During recording of their statements in court, head of the workers union, Martha M. Thompson told prosecutors that complainant Flomo had complained Madam Torkornoo of hitting him in the chest while listening to his concerns.

She continued that Madam Torkornoo had pointed her finger in the face of Daniel’s as she tried to calm down the situation, but there wasn’t any hit between the two.

She told lawyers that the situation was resolved and Daniel returned to work.

For his part, Witness Reuben Twumasi said Madam Torkornoo had asked for way to pass, as Daniel stood in the way to the kitchen, but she didn’t witness any assault, only exchange of words between the two.

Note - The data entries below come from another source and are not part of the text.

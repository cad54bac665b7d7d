//! Context document entities

use crate::core::error::DomainError;
use serde::{Deserialize, Serialize};

/// Title and content of a context document, as sent on create/update.
#[derive(Debug, Clone, PartialEq, Eq, Default, Serialize, Deserialize)]
pub struct ContextDraft {
    pub title: String,
    pub content: String,
}

impl ContextDraft {
    pub fn new(title: impl Into<String>, content: impl Into<String>) -> Self {
        Self {
            title: title.into(),
            content: content.into(),
        }
    }

    /// Reject drafts without a title.
    pub fn validate(&self) -> Result<(), DomainError> {
        if self.title.trim().is_empty() {
            return Err(DomainError::EmptyContextTitle);
        }
        Ok(())
    }
}

/// A stored context document (Entity)
#[derive(Debug, Clone, PartialEq, Eq, Serialize, Deserialize)]
pub struct ContextDocument {
    pub id: String,
    pub title: String,
    pub content: String,
}

impl ContextDocument {
    pub fn new(id: impl Into<String>, draft: ContextDraft) -> Self {
        Self {
            id: id.into(),
            title: draft.title,
            content: draft.content,
        }
    }

    /// The editable part of the document.
    pub fn draft(&self) -> ContextDraft {
        ContextDraft::new(self.title.clone(), self.content.clone())
    }
}

#[cfg(test)]
mod tests {
    use super::*;

    #[test]
    fn test_draft_requires_title() {
        assert_eq!(
            ContextDraft::new("  ", "body").validate(),
            Err(DomainError::EmptyContextTitle)
        );
        assert!(ContextDraft::new("Title", "").validate().is_ok());
    }

    #[test]
    fn test_document_draft_roundtrip() {
        let doc = ContextDocument::new("abc", ContextDraft::new("Rust", "Ownership"));
        assert_eq!(doc.id, "abc");
        assert_eq!(doc.draft(), ContextDraft::new("Rust", "Ownership"));
    }
}
//! Output format value object

use serde::{Deserialize, Serialize};

/// How command results are rendered on the terminal.
#[derive(Debug, Clone, Copy, PartialEq, Eq, Serialize, Deserialize)]
#[serde(rename_all = "lowercase")]
pub enum OutputFormat {
    /// Human-readable, colored text (default)
    Text,
    /// JSON output
    Json,
}

impl Default for OutputFormat {
    fn default() -> Self {
        Self::Text
    }
}
//! Command-line interface definitions

pub mod commands;
//! Stream consumer.
//!
//! Pulls chunks from a response body, decodes them incrementally and reports
//! each decoded delta to a [`StreamObserver`]. The consumer keeps no text of
//! its own; accumulating is the observer's business.
//!
//! Callback contract:
//! - `on_chunk` receives only the newly decoded text, in arrival order
//! - `on_done` fires exactly once, after the last `on_chunk`
//! - `on_error` fires at most once and nothing follows it
//! - cancellation fires no callback at all

use crate::ports::streaming_backend::BackendError;
use futures::{Stream, StreamExt};
use ragdash_domain::{DecodeMode, Utf8StreamDecoder};
use tokio_util::sync::CancellationToken;
use tracing::{debug, trace, warn};

/// Receiver of decoded stream output.
pub trait StreamObserver: Send {
    /// Called with each non-empty decoded delta.
    fn on_chunk(&mut self, delta: &str);

    /// Called once when the stream ends normally.
    fn on_done(&mut self);

    /// Called once when reading or decoding fails.
    fn on_error(&mut self, error: &BackendError);
}

/// How a call to [`StreamConsumer::consume`] ended.
#[derive(Debug, Clone, PartialEq, Eq)]
pub enum ConsumeOutcome {
    Completed,
    Failed(BackendError),
    Cancelled,
}

/// Drains a chunk stream into a [`StreamObserver`].
#[derive(Debug, Clone, Copy, Default)]
pub struct StreamConsumer {
    mode: DecodeMode,
}

impl StreamConsumer {
    pub fn new(mode: DecodeMode) -> Self {
        Self { mode }
    }

    /// Consume `stream` until it ends, fails, or `cancellation` fires.
    ///
    /// The stream is dropped before returning, so cancelling releases the
    /// underlying connection.
    pub async fn consume<S>(
        &self,
        mut stream: S,
        observer: &mut dyn StreamObserver,
        cancellation: &CancellationToken,
    ) -> ConsumeOutcome
    where
        S: Stream<Item = Result<Vec<u8>, BackendError>> + Unpin,
    {
        let mut decoder = Utf8StreamDecoder::new(self.mode);
        let mut chunks = 0usize;
        let mut bytes = 0usize;

        loop {
            let next = tokio::select! {
                biased;
                _ = cancellation.cancelled() => {
                    debug!("Stream cancelled after {} chunks ({} bytes)", chunks, bytes);
                    return ConsumeOutcome::Cancelled;
                }
                next = stream.next() => next,
            };

            match next {
                Some(Ok(chunk)) => {
                    chunks += 1;
                    bytes += chunk.len();
                    trace!("Stream chunk #{} ({} bytes)", chunks, chunk.len());

                    match decoder.decode(&chunk) {
                        Ok(text) if text.is_empty() => {}
                        Ok(text) => observer.on_chunk(&text),
                        Err(e) => {
                            return Self::fail(observer, BackendError::StreamRead(e.to_string()));
                        }
                    }
                }
                Some(Err(err)) => return Self::fail(observer, err),
                None => {
                    if decoder.pending_len() > 0 {
                        debug!(
                            "Stream ended inside a character ({} bytes pending)",
                            decoder.pending_len()
                        );
                    }
                    match decoder.finish() {
                        Ok(tail) => {
                            if !tail.is_empty() {
                                observer.on_chunk(&tail);
                            }
                        }
                        Err(e) => {
                            return Self::fail(observer, BackendError::StreamRead(e.to_string()));
                        }
                    }
                    debug!("Stream complete: {} chunks, {} bytes", chunks, bytes);
                    observer.on_done();
                    return ConsumeOutcome::Completed;
                }
            }
        }
    }

    fn fail(observer: &mut dyn StreamObserver, error: BackendError) -> ConsumeOutcome {
        warn!("Stream failed: {}", error);
        observer.on_error(&error);
        ConsumeOutcome::Failed(error)
    }
}
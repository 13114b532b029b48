//! Basic demonstration of the wave-survival simulation.
//!
//! Run with: cargo run --example basic_demo

use lw_sim::{Difficulty, SimWorld};

fn main() {
    println!("=== Liquid War - Simulation Demo ===\n");

    let mut sim = SimWorld::new(Difficulty::Medium, 80, 12345);

    println!("Initial state:");
    print_snapshot(&mut sim);

    // Send the player army at the enemy spawn corner
    println!("\n--- Ordering the army across the map ---\n");
    sim.set_player_target(900.0, 100.0);

    // Run for 30 seconds of game time at 60 Hz
    println!("Running simulation for 1800 ticks (30 seconds at 60 ticks/sec)...\n");
    for tick in 0..1800 {
        sim.step(1.0 / 60.0);

        if (tick + 1) % 300 == 0 {
            println!(
                "--- Tick {} (t={:.1}s) ---",
                sim.current_tick(),
                sim.current_time_ms() / 1000.0
            );
            print_snapshot(&mut sim);
        }
    }

    println!("\n=== Final State (JSON) ===\n");
    match sim.snapshot().to_json_pretty() {
        Ok(json) => println!("{json}"),
        Err(err) => eprintln!("snapshot failed: {err}"),
    }
}

fn print_snapshot(sim: &mut SimWorld) {
    let snapshot = sim.snapshot();

    let players = snapshot.units.iter().filter(|u| u.team == 0).count();
    let enemies = snapshot.units.iter().filter(|u| u.team == 1).count();
    let fleeing = snapshot.units.iter().filter(|u| u.fleeing).count();

    println!(
        "  wave {} ({} enemies left{}), score {} ({} kills)",
        snapshot.wave.current_wave,
        snapshot.wave.enemies_remaining,
        if snapshot.wave.transitioning {
            ", transitioning"
        } else {
            ""
        },
        snapshot.score.total,
        snapshot.score.kills,
    );
    println!(
        "  {} player units vs {} enemies ({} fleeing), {} pickups on the field",
        players,
        enemies,
        fleeing,
        snapshot.pickups.len()
    );
    for buff in &snapshot.buffs {
        println!("    buff {:?}: {:.1}s left", buff.kind, buff.remaining_ms / 1000.0);
    }
    if !snapshot.events.deaths.is_empty() {
        println!("    {} deaths since last report", snapshot.events.deaths.len());
    }
}
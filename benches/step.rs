use criterion::{criterion_group, criterion_main, BatchSize, Criterion};
use lw_sim::{Difficulty, SimWorld};

const DT: f32 = 1.0 / 60.0;

fn warmed_world(army_size: u32) -> SimWorld {
    let mut sim = SimWorld::new(Difficulty::Hard, army_size, 42);
    sim.set_player_target(900.0, 100.0);
    // Run the armies into contact so the bench measures real combat load
    for _ in 0..600 {
        sim.step(DT);
    }
    sim
}

fn bench_step(c: &mut Criterion) {
    let mut group = c.benchmark_group("step");
    for &army_size in &[100u32, 300, 600] {
        group.bench_function(format!("{army_size}_units"), |b| {
            b.iter_batched_ref(
                || warmed_world(army_size),
                |sim| sim.step(DT),
                BatchSize::LargeInput,
            );
        });
    }
    group.finish();
}

fn bench_snapshot(c: &mut Criterion) {
    let mut sim = warmed_world(300);
    c.bench_function("snapshot_json", |b| {
        b.iter(|| {
            sim.step(DT);
            sim.snapshot_json()
        })
    });
}

criterion_group!(benches, bench_step, bench_snapshot);
criterion_main!(benches);
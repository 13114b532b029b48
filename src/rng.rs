//! Seeded random number generation.
//!
//! All randomness in the simulation (crit rolls, spawn scatter, reward
//! selection, map generation) flows through a single seeded generator so
//! that two worlds created with the same seed evolve identically.

use bevy_ecs::prelude::*;
use rand::{Rng, SeedableRng};
use rand_chacha::ChaCha8Rng;

/// The simulation's random number generator.
#[derive(Resource, Debug, Clone)]
pub struct SimRng(pub ChaCha8Rng);

impl SimRng {
    pub fn from_seed(seed: u64) -> Self {
        Self(ChaCha8Rng::seed_from_u64(seed))
    }

    /// Uniform sample in `[0, 1)`.
    pub fn unit(&mut self) -> f32 {
        self.0.gen()
    }

    /// Uniform sample in `[lo, hi)`.
    pub fn range(&mut self, lo: f32, hi: f32) -> f32 {
        self.0.gen_range(lo..hi)
    }

    /// Uniform index in `[0, len)`.
    pub fn index(&mut self, len: usize) -> usize {
        self.0.gen_range(0..len)
    }
}
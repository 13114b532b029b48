//! Spatial partitioning for efficient neighbor queries.
//!
//! The battlefield is covered by a dense grid of cells, rebuilt from
//! scratch at the start of every tick. Queries return every entry in the
//! rectangle of cells overlapping the search radius, unsorted and without
//! an exact distance check. Callers that care about true distance must
//! re-check it themselves.

use bevy_ecs::prelude::*;

use crate::components::{Health, Position, TeamId};
use crate::config::{GRID_CELL_SIZE, MAP_SIZE};

/// Dense grid over the battlefield. Out-of-bounds coordinates are clamped
/// to the border cells, so every position maps to a valid cell.
#[derive(Resource, Debug)]
pub struct SpatialGrid {
    cell_size: f32,
    cols: usize,
    rows: usize,
    cells: Vec<Vec<GridEntry>>,
}

/// Entry in a spatial cell. Position and team are captured at insert time.
#[derive(Debug, Clone, Copy)]
pub struct GridEntry {
    pub entity: Entity,
    pub x: f32,
    pub y: f32,
    pub team: u8,
}

impl Default for SpatialGrid {
    fn default() -> Self {
        Self::new(MAP_SIZE, MAP_SIZE, GRID_CELL_SIZE)
    }
}

impl SpatialGrid {
    pub fn new(width: f32, height: f32, cell_size: f32) -> Self {
        let cols = (width / cell_size).ceil() as usize;
        let rows = (height / cell_size).ceil() as usize;
        Self {
            cell_size,
            cols,
            rows,
            cells: vec![Vec::new(); cols * rows],
        }
    }

    /// Cell index for a position, clamped to the grid bounds.
    #[inline]
    fn index_of(&self, x: f32, y: f32) -> usize {
        let col = ((x / self.cell_size).floor() as isize).clamp(0, self.cols as isize - 1);
        let row = ((y / self.cell_size).floor() as isize).clamp(0, self.rows as isize - 1);
        row as usize * self.cols + col as usize
    }

    /// Empty all cells. Called once per tick before reinsertion; there is
    /// no per-entity removal.
    pub fn clear(&mut self) {
        for cell in &mut self.cells {
            cell.clear();
        }
    }

    /// Insert an entity at a position.
    pub fn insert(&mut self, entity: Entity, x: f32, y: f32, team: u8) {
        let index = self.index_of(x, y);
        self.cells[index].push(GridEntry { entity, x, y, team });
    }

    /// All entries in cells overlapping the square of the given radius
    /// around a point. Unsorted; may include entries farther than `radius`.
    pub fn query_nearby(&self, x: f32, y: f32, radius: f32) -> Vec<GridEntry> {
        let min_col = (((x - radius) / self.cell_size).floor() as isize)
            .clamp(0, self.cols as isize - 1) as usize;
        let max_col = (((x + radius) / self.cell_size).floor() as isize)
            .clamp(0, self.cols as isize - 1) as usize;
        let min_row = (((y - radius) / self.cell_size).floor() as isize)
            .clamp(0, self.rows as isize - 1) as usize;
        let max_row = (((y + radius) / self.cell_size).floor() as isize)
            .clamp(0, self.rows as isize - 1) as usize;

        let mut nearby = Vec::new();
        for row in min_row..=max_row {
            for col in min_col..=max_col {
                nearby.extend_from_slice(&self.cells[row * self.cols + col]);
            }
        }
        nearby
    }

    /// Total entries currently in the grid.
    pub fn total_count(&self) -> usize {
        self.cells.iter().map(|c| c.len()).sum()
    }
}

/// Rebuilds the spatial grid each tick. Dead units are skipped, so the
/// grid only ever holds units that were alive at the start of the tick.
pub fn spatial_grid_update_system(
    mut grid: ResMut<SpatialGrid>,
    query: Query<(Entity, &Position, &TeamId, &Health)>,
) {
    grid.clear();

    for (entity, pos, team, health) in query.iter() {
        if !health.is_alive() {
            continue;
        }
        grid.insert(entity, pos.x, pos.y, team.0);
    }
}

#[cfg(test)]
mod tests {
    use super::*;

    #[test]
    fn test_insert_and_query() {
        let mut grid = SpatialGrid::new(1000.0, 1000.0, 20.0);

        let e1 = Entity::from_raw(1);
        let e2 = Entity::from_raw(2);
        let e3 = Entity::from_raw(3);

        grid.insert(e1, 105.0, 105.0, 0);
        grid.insert(e2, 115.0, 105.0, 0);
        grid.insert(e3, 800.0, 800.0, 1);

        let nearby = grid.query_nearby(105.0, 105.0, 20.0);
        assert_eq!(nearby.len(), 2);
        assert!(nearby.iter().all(|e| e.entity != e3));

        let far = grid.query_nearby(800.0, 800.0, 10.0);
        assert_eq!(far.len(), 1);
        assert_eq!(far[0].entity, e3);
    }

    #[test]
    fn test_query_is_cell_granular() {
        // Entries in an overlapping cell are returned even when farther
        // than the radius. Callers re-check exact distance.
        let mut grid = SpatialGrid::new(1000.0, 1000.0, 20.0);
        grid.insert(Entity::from_raw(1), 119.0, 101.0, 0);

        let nearby = grid.query_nearby(101.0, 101.0, 5.0);
        assert_eq!(nearby.len(), 1);
    }

    #[test]
    fn test_query_only_scans_overlapping_cells() {
        // Fill every cell, then query a small radius: only the 4x4 cell
        // rectangle overlapping the search square comes back, never the
        // rest of the grid.
        let mut grid = SpatialGrid::new(1000.0, 1000.0, 20.0);
        let mut raw = 0u32;
        for row in 0..50 {
            for col in 0..50 {
                grid.insert(
                    Entity::from_raw(raw),
                    col as f32 * 20.0 + 10.0,
                    row as f32 * 20.0 + 10.0,
                    0,
                );
                raw += 1;
            }
        }
        assert_eq!(grid.total_count(), 2500);

        let nearby = grid.query_nearby(500.0, 500.0, 25.0);
        assert_eq!(nearby.len(), 16);
        for entry in &nearby {
            assert!((entry.x - 500.0).abs() <= 25.0 + 20.0);
            assert!((entry.y - 500.0).abs() <= 25.0 + 20.0);
        }
    }

    #[test]
    fn test_out_of_bounds_clamps_to_border_cells() {
        let mut grid = SpatialGrid::new(1000.0, 1000.0, 20.0);
        grid.insert(Entity::from_raw(1), -50.0, -50.0, 0);
        grid.insert(Entity::from_raw(2), 2000.0, 2000.0, 1);

        let near_origin = grid.query_nearby(0.0, 0.0, 10.0);
        assert_eq!(near_origin.len(), 1);

        let near_far_corner = grid.query_nearby(999.0, 999.0, 10.0);
        assert_eq!(near_far_corner.len(), 1);
        assert_eq!(grid.total_count(), 2);
    }

    #[test]
    fn test_clear_empties_grid() {
        let mut grid = SpatialGrid::default();
        grid.insert(Entity::from_raw(1), 500.0, 500.0, 0);
        assert_eq!(grid.total_count(), 1);
        grid.clear();
        assert_eq!(grid.total_count(), 0);
        assert!(grid.query_nearby(500.0, 500.0, 50.0).is_empty());
    }

    #[test]
    fn test_update_system_skips_dead_units() {
        let mut world = World::new();
        world.insert_resource(SpatialGrid::default());

        world.spawn((
            Position::new(100.0, 100.0),
            TeamId(0),
            Health::new(100.0),
        ));
        let mut dead = Health::new(100.0);
        dead.current = 0.0;
        world.spawn((Position::new(100.0, 100.0), TeamId(1), dead));

        let mut schedule = Schedule::default();
        schedule.add_systems(spatial_grid_update_system);
        schedule.run(&mut world);

        let grid = world.resource::<SpatialGrid>();
        assert_eq!(grid.total_count(), 1);
        assert_eq!(grid.query_nearby(100.0, 100.0, 10.0)[0].team, 0);
    }
}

Earlier during the hearing, Madam Torkornoo claimed innocence but admitted there was heated exchange between her and Daniel.

She admitted pointing finger at him for issuing her gross disrespect but didn’t hit him his chest.

She alleged that Complainant Flomo was in the constant habit of arguing with her, and exhibited actions that were inappropriate to the policies of the hotel, which may have led to his dismissal.

Meanwhile, during final arguments between both prosecution and defendant lawyers, the court asked series of questions to inform its ruling.

According to Section 14.21 of the penal law of Liberia, a person is guilty of a simple assault if he: (a) Purposely, knowingly, or recklessly causes bodily injury to another; or (b) Negligently causes bodily injury to another with a deadly weapon. 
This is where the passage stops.